Auch andere Termine rücken in den Vordergrund
In einigen Standesämtern ist der 6. Juni überhaupt nicht im Angebot. So zum Beispiel in Bobingen. Pressesprecherin Eva-Maria Gürpinar erklärt, dass aber der 26. Juni stark nachgefragt sei. Deshalb werden an diesem Tag sowohl am Vormittag als auch am Nachmittag Termine angeboten. Sie bringt auch noch einen weiteren Termin ins Spiel: „Zusätzlich ist auch der 20. Juni (Samstag) ein gefragter Termin, der inzwischen bereits vollständig ausgebucht ist.“
Franziska Küstler vom Standesamt Schwabmünchen sagt, dass es auch bei ihnen keine Trauungen am 6. Juni gebe. Für den 26. Juni hätten sie aber schon einige Vormerkungen. „Hier gibt es nur noch morgens freie Termine.“ Derzeit kämen auch schon die ersten Anfragen für das Jahr 2027, erzählt Küstler. In Stadtbergen ist der 26. Juni ebenfalls schon komplett ausgebucht, wie Standesbeamtin Silke Zoppelt erklärt, zumal es dort am 6. Juni keine Möglichkeit zum Heiraten gibt.

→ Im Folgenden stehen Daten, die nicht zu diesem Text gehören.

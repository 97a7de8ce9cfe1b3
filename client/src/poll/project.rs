//! Watches a project through the processing pipeline until a room model
//! is ready.

use std::future::Future;

use anyhow::Result;
use reqwest::Url;
use tokio::time::{self, MissedTickBehavior};
use tokio_util::sync::CancellationToken;

use roomforge::api::v1::project::{room_model_url, ProjectStatus, ProjectStatusResponse};

use super::{PollConfig, PollPhase};

/// What the state machine wants after applying an observation.
#[derive(Debug, Clone, PartialEq)]
pub enum ProjectStep {
    /// Keep polling. Covers running stages and complete-variant statuses
    /// whose model path has not materialized yet.
    Continue,

    /// Stale or post-terminal observation; nothing changed.
    Ignored,

    /// The model is finalized and reachable at this URL.
    Ready(Url),

    /// The pipeline reported a `*failed*` status.
    Failed(ProjectStatus),

    /// Too many consecutive query failures.
    GaveUp,
}

/// The Project Status Poller as a pure state machine.
///
/// A polled status only resolves to a model URL when it is one of the
/// complete variants *and* `room_model_path` is non-empty; either alone
/// keeps the poll running.
#[derive(Debug)]
pub struct ProjectWatch {
    config: PollConfig,
    static_base: Url,
    phase: PollPhase,
    next_seq: u64,
    last_applied: Option<u64>,
    consecutive_failures: u32,
    polls: u64,
}

impl ProjectWatch {
    pub fn new(config: PollConfig, static_base: Url) -> Self {
        Self {
            config,
            static_base,
            phase: PollPhase::Idle,
            next_seq: 0,
            last_applied: None,
            consecutive_failures: 0,
            polls: 0,
        }
    }

    pub fn phase(&self) -> PollPhase {
        self.phase
    }

    pub fn polls(&self) -> u64 {
        self.polls
    }

    pub fn budget_exhausted(&self) -> bool {
        self.config
            .max_polls
            .is_some_and(|max| self.polls >= max)
    }

    /// Reserves the sequence number for the next query.
    pub fn begin_query(&mut self) -> u64 {
        self.phase = PollPhase::Polling;
        self.polls += 1;
        let seq = self.next_seq;
        self.next_seq += 1;
        seq
    }

    /// Applies a numbered observation.
    pub fn observe(&mut self, seq: u64, result: Result<ProjectStatusResponse>) -> ProjectStep {
        if self.phase.is_terminal() {
            return ProjectStep::Ignored;
        }
        if self.last_applied.is_some_and(|last| seq <= last) {
            tracing::debug!(seq, "discarding stale project status observation");
            return ProjectStep::Ignored;
        }
        self.last_applied = Some(seq);

        match result {
            Ok(res) => {
                self.consecutive_failures = 0;
                if res.status.is_failed() {
                    self.phase = PollPhase::TerminalFailure;
                    return ProjectStep::Failed(res.status);
                }
                match room_model_url(
                    &self.static_base,
                    &res.status,
                    res.room_model_path.as_deref(),
                ) {
                    Some(url) => {
                        self.phase = PollPhase::TerminalSuccess;
                        ProjectStep::Ready(url)
                    }
                    None => {
                        tracing::debug!(status = %res.status, "project still processing");
                        ProjectStep::Continue
                    }
                }
            }
            Err(err) => {
                self.consecutive_failures += 1;
                if self.consecutive_failures >= self.config.max_consecutive_failures {
                    self.phase = PollPhase::TerminalFailure;
                    tracing::warn!(
                        failures = self.consecutive_failures,
                        "giving up on project status after repeated query failures: {err:#}"
                    );
                    ProjectStep::GaveUp
                } else {
                    tracing::warn!(
                        failures = self.consecutive_failures,
                        "project status query failed, will retry: {err:#}"
                    );
                    ProjectStep::Continue
                }
            }
        }
    }
}

/// Terminal outcome of watching a project.
#[derive(Debug, Clone, PartialEq)]
pub enum ProjectOutcome {
    /// The model is finalized and reachable at this URL.
    Ready(Url),

    /// The pipeline reported a `*failed*` status.
    Failed(ProjectStatus),

    /// Gave up after repeated query failures.
    GaveUp,

    /// The poll budget ran out before a terminal status.
    TimedOut,

    /// The owning flow was torn down before a terminal status.
    Cancelled,
}

/// Polls a project until its model is ready, it fails, the budget runs
/// out, or the token is cancelled. The first query is issued
/// immediately when the config says so.
pub async fn watch_project<Q, Fut>(
    config: PollConfig,
    static_base: Url,
    cancel: CancellationToken,
    mut query: Q,
) -> ProjectOutcome
where
    Q: FnMut() -> Fut,
    Fut: Future<Output = Result<ProjectStatusResponse>>,
{
    let mut watch = ProjectWatch::new(config, static_base);
    let mut interval = time::interval(config.interval);
    interval.set_missed_tick_behavior(MissedTickBehavior::Delay);

    if !config.immediate_first {
        tokio::select! {
            _ = cancel.cancelled() => return ProjectOutcome::Cancelled,
            _ = interval.tick() => {}
        }
    }

    loop {
        tokio::select! {
            _ = cancel.cancelled() => return ProjectOutcome::Cancelled,
            _ = interval.tick() => {}
        }

        if watch.budget_exhausted() {
            return ProjectOutcome::TimedOut;
        }

        let seq = watch.begin_query();
        let result = tokio::select! {
            _ = cancel.cancelled() => return ProjectOutcome::Cancelled,
            result = query() => result,
        };

        match watch.observe(seq, result) {
            ProjectStep::Continue | ProjectStep::Ignored => {}
            ProjectStep::Ready(url) => return ProjectOutcome::Ready(url),
            ProjectStep::Failed(status) => return ProjectOutcome::Failed(status),
            ProjectStep::GaveUp => return ProjectOutcome::GaveUp,
        }
    }
}

#[cfg(test)]
mod tests {
    use super::*;

    fn base() -> Url {
        Url::parse("http://127.0.0.1:8000").unwrap()
    }

    fn response(status: &str, path: Option<&str>) -> ProjectStatusResponse {
        ProjectStatusResponse {
            status: ProjectStatus::new(status),
            room_model_path: path.map(str::to_owned),
        }
    }

    #[test]
    fn a_complete_status_with_a_path_is_ready() {
        let mut watch = ProjectWatch::new(PollConfig::project_default(), base());
        let seq = watch.begin_query();
        let step = watch.observe(
            seq,
            Ok(response(
                "detection_complete",
                Some("projects/42/model/room_model.glb"),
            )),
        );
        match step {
            ProjectStep::Ready(url) => {
                assert!(url
                    .as_str()
                    .ends_with("/project_files/42/model/room_model.glb"));
            }
            other => panic!("expected Ready, got {other:?}"),
        }
        assert_eq!(watch.phase(), PollPhase::TerminalSuccess);
    }

    #[test]
    fn a_complete_status_without_a_path_keeps_polling() {
        let mut watch = ProjectWatch::new(PollConfig::project_default(), base());
        let seq = watch.begin_query();
        let step = watch.observe(seq, Ok(response("photogrammetry_complete", Some(""))));
        assert_eq!(step, ProjectStep::Continue);
        assert_eq!(watch.phase(), PollPhase::Polling);
    }

    #[test]
    fn a_failed_status_is_terminal() {
        let mut watch = ProjectWatch::new(PollConfig::project_default(), base());
        let seq = watch.begin_query();
        let step = watch.observe(seq, Ok(response("photogrammetry_failed", None)));
        assert_eq!(
            step,
            ProjectStep::Failed(ProjectStatus::new("photogrammetry_failed"))
        );
        assert_eq!(watch.phase(), PollPhase::TerminalFailure);
    }
}
//! Status poll loops.
//!
//! The backend never pushes: the only way to learn that a phone finished
//! uploading or that a reconstruction is done is to ask again. Both
//! pollers here are explicit state machines decoupled from timers and
//! HTTP. The machine consumes numbered observations and yields a step;
//! a thin async driver owns the interval, the cancellation token and the
//! query future. Tests drive the machines with scripted observations and
//! a paused clock.
//!
//! Failure policy is uniform across both loops: a query failure is
//! logged and retried, and only `max_consecutive_failures` failures in a
//! row abort the poll. A successful query resets the counter.

pub mod project;
pub mod upload;

pub use project::{watch_project, ProjectOutcome, ProjectWatch};
pub use upload::{watch_upload, UploadOutcome, UploadWatch};

use std::time::Duration;

/// Tuning for a status poll loop.
#[derive(Debug, Clone, Copy)]
pub struct PollConfig {
    /// Fixed delay between queries.
    pub interval: Duration,

    /// Whether to query immediately instead of waiting out the first
    /// interval.
    pub immediate_first: bool,

    /// Consecutive query failures tolerated before giving up.
    pub max_consecutive_failures: u32,

    /// Total queries allowed before the poll times out. `None` means no
    /// budget.
    pub max_polls: Option<u64>,
}

impl PollConfig {
    /// Defaults for watching a phone upload session: 3 s cadence, first
    /// query after one full interval, no poll budget (the user is
    /// looking at the QR code and can cancel).
    pub fn upload_default() -> Self {
        Self {
            interval: Duration::from_secs(3),
            immediate_first: false,
            max_consecutive_failures: 5,
            max_polls: None,
        }
    }

    /// Defaults for watching project processing: immediate first query,
    /// 5 s cadence, bounded at 360 polls (half an hour at the default
    /// interval).
    pub fn project_default() -> Self {
        Self {
            interval: Duration::from_secs(5),
            immediate_first: true,
            max_consecutive_failures: 5,
            max_polls: Some(360),
        }
    }
}

/// Lifecycle of a poll loop.
#[derive(Debug, Clone, Copy, PartialEq, Eq)]
pub enum PollPhase {
    /// No query issued yet.
    Idle,

    /// Queries are being issued on the interval.
    Polling,

    /// A terminal success was observed; no further queries are issued.
    TerminalSuccess,

    /// A terminal failure was observed; no further queries are issued.
    TerminalFailure,
}

impl PollPhase {
    pub fn is_terminal(self) -> bool {
        matches!(self, PollPhase::TerminalSuccess | PollPhase::TerminalFailure)
    }
}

Ehetherapeutin: „Bindungsfähigkeit entscheidender als Ort und Datum der Hochzeit“
Wer zu den genannten Tagen keinen Hochzeitstermin ergattern konnte, braucht sich aber nicht zu grämen. „Beziehungen, die mit magischen Gedanken verbunden sind, scheitern häufiger“, sagt Martina Lutz, Stellenleiterin der psychologischen Beratungsstelle für Ehe-, Familien- und Lebensfragen der Diözese Augsburg. Sie ist damit auch für die Standorte in Gersthofen und Schwabmünchen zuständig.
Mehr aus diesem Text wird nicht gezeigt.